Я благоразумно помалкивал.
— Но хочу напомнить Тебе, — сказала она, — что, это Ты стоишь на коленях передо мной с разведенными ногами, как порабощенная девка!
— Я это помню, — заверил ее я.
Ее рука потянулась к булавкам с левой стороны ее вуали.
— Уверена, что Ты найдешь меня необыкновенно красивой, — заявила она, — возможно, даже рабски красивой.
— Возможно, — не стал спорить я.
Женщина неторопливо отстегнула вуаль, позволив ей упасть, открыла лицо, потом, откинув на спину шелковый капюшон, качнула головой, освобождая каскад длинных, темных волос. Посмотрев на меня, она развеселилась.
— О-о, я вижу, что Ты все же нашел меня красивой, — протянул она.
— Да, — вынужден был признать я, наблюдая, как она встает со стула.
— Ты знаком с обязанностями шелкового раба? — спросила она, начиная небрежно раздеваться.
— Я — свободный мужчина, — напомнил я.
— Но у Тебя есть представление об их обязанностях, не так ли?
— Да, — кивнул я.
— Это теперь твои обязанности, впрочем, не только эти, — усмехнулась она.
— Я понял.
У меня перехватило дыхание. Она вышла из своих одежд, мягко сброшенных на пол, как из шелкового бассейна, раскинувшегося у ее ног.

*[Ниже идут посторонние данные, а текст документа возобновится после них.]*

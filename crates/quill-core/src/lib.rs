//! # Quill Core
//!
//! The domain layer of the Quill blog backend.
//! Entities, ports, the ownership guard and the post/comment/account services live
//! here with zero infrastructure dependencies.

pub mod domain;
pub mod error;
pub mod guard;
pub mod ports;
pub mod projection;
pub mod services;

pub use error::{DomainError, DomainResult};
pub use guard::authorize;
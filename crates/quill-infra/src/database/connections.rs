use std::time::Duration;

#[cfg(feature = "postgres")]
use sea_orm::{ConnectOptions, Database, DbConn, DbErr};

/// Configuration for the primary database.
#[derive(Debug, Clone)]
pub struct DatabaseConfig {
    pub url: String,
    pub max_connections: u32,
    pub min_connections: u32,
    pub connect_timeout: Duration,
}

impl DatabaseConfig {
    pub fn new(url: impl Into<String>) -> Self {
        Self {
            url: url.into(),
            max_connections: 20,
            min_connections: 2,
            connect_timeout: Duration::from_secs(10),
        }
    }
}

/// Open the connection pool described by `config`.
#[cfg(feature = "postgres")]
pub async fn connect(config: &DatabaseConfig) -> Result<DbConn, DbErr> {
    tracing::info!("Connecting to database...");

    let opts = ConnectOptions::new(&config.url)
        .max_connections(config.max_connections)
        .min_connections(config.min_connections)
        .connect_timeout(config.connect_timeout)
        .idle_timeout(Duration::from_secs(300))
        .sqlx_logging(false)
        .to_owned();

    let conn = Database::connect(opts).await?;
    tracing::info!(pool = config.max_connections, "Database connected");

    Ok(conn)
}
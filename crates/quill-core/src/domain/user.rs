use chrono::{DateTime, Utc};
use serde::{Deserialize, Serialize};
use uuid::Uuid;

/// User entity - an account that can own posts and author comments.
#[derive(Debug, Clone, Serialize, Deserialize)]
pub struct User {
    pub id: Uuid,
    pub username: String,
    pub email: String,
    #[serde(skip_serializing)]
    pub password_hash: String,
    pub created_at: DateTime<Utc>,
    pub updated_at: DateTime<Utc>,
}

impl User {
    /// Create a new user with generated ID and timestamps.
    ///
    /// The email is stored trimmed and lowercased so uniqueness is case-insensitive.
    pub fn new(username: String, email: &str, password_hash: String) -> Self {
        let now = Utc::now();
        Self {
            id: Uuid::now_v7(),
            username,
            email: Self::normalize_email(email),
            password_hash,
            created_at: now,
            updated_at: now,
        }
    }

    pub fn normalize_email(email: &str) -> String {
        email.trim().to_lowercase()
    }
}
//! Migration CLI tool.

use sea_orm_migration::prelude::*;

#[tokio::main]
async fn main() {
    dotenvy::dotenv().ok();

    tracing_subscriber::fmt().with_env_filter("info").init();

    cli::run_cli(migration::Migrator).await;
}
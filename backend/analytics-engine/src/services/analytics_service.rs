use std::sync::Arc;

use crate::{
    config::Config,
    error::{AnalyticsError, AnalyticsResult},
    metrics::track_fetch,
    models::{
        analytics::ContentAnalytics,
        student::{StudentComprehensiveAnalytics, StudentContextualPerformance},
        ContentScope,
    },
    services::{
        assemblers::{assemble_comprehensive_analytics, assemble_content_analytics},
        fallback::{contain, zeroed_on_failure},
        http_source::HttpAnalyticsSource,
        source::AnalyticsSource,
    },
};

const CONTENT_SCOPE: &str = "content_scope";
const CONTEXTUAL: &str = "contextual";
const COMPREHENSIVE: &str = "comprehensive";

/// Entry points the dashboards call. Each call fetches once, computes
/// synchronously and shares no state with other calls.
#[derive(Clone)]
pub struct AnalyticsService {
    source: Arc<dyn AnalyticsSource>,
}

impl AnalyticsService {
    pub fn new(source: Arc<dyn AnalyticsSource>) -> Self {
        Self { source }
    }

    pub fn from_config(config: &Config) -> AnalyticsResult<Self> {
        let source = HttpAnalyticsSource::new(&config.data_api)?;
        Ok(Self::new(Arc::new(source)))
    }

    /// Scope-wide analytics. Fetch failures and empty scopes both come back as
    /// the zero-valued shape.
    pub async fn content_analytics(&self, scope: &ContentScope) -> ContentAnalytics {
        zeroed_on_failure(
            CONTENT_SCOPE,
            &scope_subject(scope),
            self.try_content_analytics(scope),
        )
        .await
    }

    pub async fn try_content_analytics(
        &self,
        scope: &ContentScope,
    ) -> AnalyticsResult<ContentAnalytics> {
        tracing::debug!(
            scope_level = scope.level.as_str(),
            scope_id = %scope.id,
            "Loading content analytics bundle"
        );

        let bundle = track_fetch(
            CONTENT_SCOPE,
            self.source.fetch_content_analytics_bundle(scope),
        )
        .await?
        .ok_or(AnalyticsError::EmptyPayload)?;

        let analytics = assemble_content_analytics(bundle);
        if analytics.is_empty() {
            tracing::debug!(
                scope_level = scope.level.as_str(),
                scope_id = %scope.id,
                "Content scope has no rows"
            );
        }
        tracing::info!(
            scope_level = scope.level.as_str(),
            scope_id = %scope.id,
            students = analytics.student_count,
            tests = analytics.test_count,
            sessions = analytics.flashcard_session_count,
            "Content analytics assembled"
        );
        Ok(analytics)
    }

    /// `None` tells the caller to render an explicit "could not load" state.
    pub async fn student_contextual_performance(
        &self,
        student_id: &str,
        scope: &ContentScope,
    ) -> Option<StudentContextualPerformance> {
        let subject = format!("student={} {}", student_id, scope_subject(scope));
        contain(
            CONTEXTUAL,
            &subject,
            self.try_student_contextual_performance(student_id, scope),
        )
        .await
    }

    pub async fn try_student_contextual_performance(
        &self,
        student_id: &str,
        scope: &ContentScope,
    ) -> AnalyticsResult<StudentContextualPerformance> {
        tracing::debug!(
            student_id,
            scope_level = scope.level.as_str(),
            scope_id = %scope.id,
            "Loading contextual student performance"
        );

        track_fetch(
            CONTEXTUAL,
            self.source
                .fetch_student_contextual_performance(student_id, scope),
        )
        .await?
        .ok_or(AnalyticsError::EmptyPayload)
    }

    pub async fn student_comprehensive_analytics(
        &self,
        student_id: &str,
    ) -> Option<StudentComprehensiveAnalytics> {
        let subject = format!("student={}", student_id);
        contain(
            COMPREHENSIVE,
            &subject,
            self.try_student_comprehensive_analytics(student_id),
        )
        .await
    }

    pub async fn try_student_comprehensive_analytics(
        &self,
        student_id: &str,
    ) -> AnalyticsResult<StudentComprehensiveAnalytics> {
        tracing::debug!(student_id, "Loading comprehensive student analytics");

        let raw = track_fetch(
            COMPREHENSIVE,
            self.source.fetch_student_comprehensive_analytics(student_id),
        )
        .await?
        .ok_or(AnalyticsError::EmptyPayload)?;

        Ok(assemble_comprehensive_analytics(raw))
    }
}

fn scope_subject(scope: &ContentScope) -> String {
    format!("scope={}:{}", scope.level, scope.id)
}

— Нравится? — поинтересовалась она.
Не то слово! Она была не просто красива, а потрясающе красива. Она могла бы стоить немалых денег. Затем она раскинулась на расстеленных шелках среди подушек, около задней части маленькой приватной комнаты образованной белыми занавесами, и уставилась на меня. В ее глазах плескалось веселье. Она перекатилась на бок и облокотилась на один локоть.
— Нравится? — повторила она.
— Вы довольно красивы, — признал я.
— Ты думаешь, меня было бы легко продать? — томно спросила она.
— Нет, — ответил я.
— Это почему же? — возмутилась было женщина.
— Цена была бы слишком высокой, — пожал я плечами. — Большинству мужчин Вы оказались бы не по карману.
— Ну, а если бы меня выставили по разумной цене? — уточнила она.
— Тогда, несомненно, Вас бы оторвали с руками.
— Значит, Ты действительно объективно оцениваешь меня, как очень красивую женщину?
— Да, — ответил я.
— Даже рабски красивую? — настаивала моя обнаженная собеседница.
— Уверен, что Ваша красота, по крайней мере, в том, что касается внешних черт, могла бы стать предметом зависти для многих рабынь. Что же касается рабской красоты как таковой, с присущими ей внутренними эффектами неволи, проявляющимися в женщине далеко не сразу, то возможно, со временем, как мне кажется, Вы сможете достигнуть, по крайней мере, минимальных стандартов того, что подразумевается под рабской красотой.
— Значит, по-твоему, только рабыня может быть рабски красивой? — спросила она.